*WHAT IS REQUIRED*
Each line that holds the word "bool" counts once; give the total for the records below and nothing else.

-- RECORDS TO USE follows --

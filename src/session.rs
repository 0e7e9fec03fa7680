//! The session root service.
//!
//! [`GameSession`] is the one explicitly constructed object that owns the
//! registry, the transition coordinator, the pause controller, and the scene
//! router - the whole subsystem behind a single surface, passed by reference
//! to whatever needs it instead of living in process-wide statics. It drives
//! the cooperative tick and translates discrete host inputs (play, pause,
//! portal) into operations on the parts.

use std::cell::RefCell;
use std::rc::Rc;

use crate::pause::PauseController;
use crate::registry::{DEFAULT_SCENE, StateRegistry};
use crate::scene::{SceneRouter, SceneTarget};
use crate::store::SaveStore;
use crate::transition::{TransitionCoordinator, TransitionPhase};
use crate::world::{Player, Progress};

/// The live objects of the currently loaded scene. Dropped wholesale when a
/// scene unloads, which is what makes the registry's handles go stale.
pub struct SceneWorld {
    pub player: Rc<RefCell<Player>>,
    pub progress: Rc<RefCell<Progress>>,
}

impl SceneWorld {
    fn spawn(registry: &mut StateRegistry) -> Self {
        Self {
            player: Player::spawn(registry),
            progress: Progress::spawn(registry),
        }
    }
}

/// Owns and wires the whole save/restore subsystem.
pub struct GameSession {
    registry: StateRegistry,
    coordinator: TransitionCoordinator,
    pause: PauseController,
    router: SceneRouter,
    world: Option<SceneWorld>,
}

impl GameSession {
    /// Build a session over a store and a scene table. Any persisted save is
    /// loaded immediately (fail-closed); no scene is loaded yet.
    pub fn new(store: Box<dyn SaveStore>, router: SceneRouter) -> Self {
        Self {
            registry: StateRegistry::new(store),
            coordinator: TransitionCoordinator::new(),
            pause: PauseController::new(),
            router,
            world: None,
        }
    }

    /// One cooperative tick: advance the pending scene load, run the settle
    /// check, accrue play time. `dt` is the tick's wall-clock duration in
    /// seconds.
    pub fn tick(&mut self, dt: f32) {
        if let Some(loaded) = self.router.tick() {
            // Scene content initializes and registers now; the coordinator
            // still waits a full tick before reading those registrations.
            self.world = Some(SceneWorld::spawn(&mut self.registry));
            log::info!("entered scene {:?}", loaded.name);
            self.coordinator.scene_loaded();
        }

        self.coordinator.tick(&self.registry, &mut self.pause);

        if let Some(world) = &self.world {
            world.progress.borrow_mut().advance(dt, &self.pause);
        }
    }

    /// The menu Play action: resume from the save if one exists, otherwise
    /// start a fresh run in the default scene.
    pub fn play(&mut self) {
        if self.registry.has_save() {
            self.coordinator.request_resume(&self.registry);
            let scene = self.registry.saved_scene_name().to_string();
            self.load_scene(SceneTarget::Name(scene));
        } else {
            self.start_new_game();
            self.load_scene(SceneTarget::Name(DEFAULT_SCENE.to_string()));
        }
    }

    /// Clear the save and all in-flight restore state. Supersedes any
    /// pending resume.
    pub fn start_new_game(&mut self) {
        self.registry.start_new_game();
        self.coordinator.reset();
        self.pause.resume();
    }

    /// Arm a resume without loading a scene (the host may drive the load
    /// itself). No-op unless a save exists and nothing is already pending.
    pub fn request_resume(&mut self) -> bool {
        self.coordinator.request_resume(&self.registry)
    }

    /// Pause input. Pausing always autosaves; a second press resumes.
    pub fn toggle_pause(&mut self) {
        if self.pause.is_paused() {
            self.pause.resume();
        } else {
            self.pause.pause();
            self.save();
        }
    }

    /// Checkpoint save in the current scene. A store failure abandons the
    /// save with a diagnostic; it never propagates.
    pub fn save(&mut self) {
        let scene = self.router.current_name().to_string();
        if let Err(e) = self.registry.save(&scene) {
            log::warn!("autosave abandoned: {e}");
        }
    }

    /// Portal interaction: load the next scene in build order, wrapping.
    pub fn enter_portal(&mut self) {
        self.unload_world();
        self.router.load_next();
    }

    /// Request a scene load, tearing the current world down first.
    pub fn load_scene(&mut self, target: SceneTarget) {
        self.unload_world();
        self.router.load(target);
    }

    /// Tear down the current scene's objects and invalidate their
    /// registrations so a restore can never touch a disposed object.
    fn unload_world(&mut self) {
        self.registry.invalidate_registrations();
        self.world = None;
    }

    pub fn has_save(&self) -> bool {
        self.registry.has_save()
    }

    pub fn is_paused(&self) -> bool {
        self.pause.is_paused()
    }

    pub fn transition_phase(&self) -> TransitionPhase {
        self.coordinator.phase()
    }

    pub fn current_scene(&self) -> &str {
        self.router.current_name()
    }

    pub fn registry(&self) -> &StateRegistry {
        &self.registry
    }

    pub fn registry_mut(&mut self) -> &mut StateRegistry {
        &mut self.registry
    }

    pub fn world(&self) -> Option<&SceneWorld> {
        self.world.as_ref()
    }
}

-- RECORDS TO USE concluded --

*THE ANSWER*
3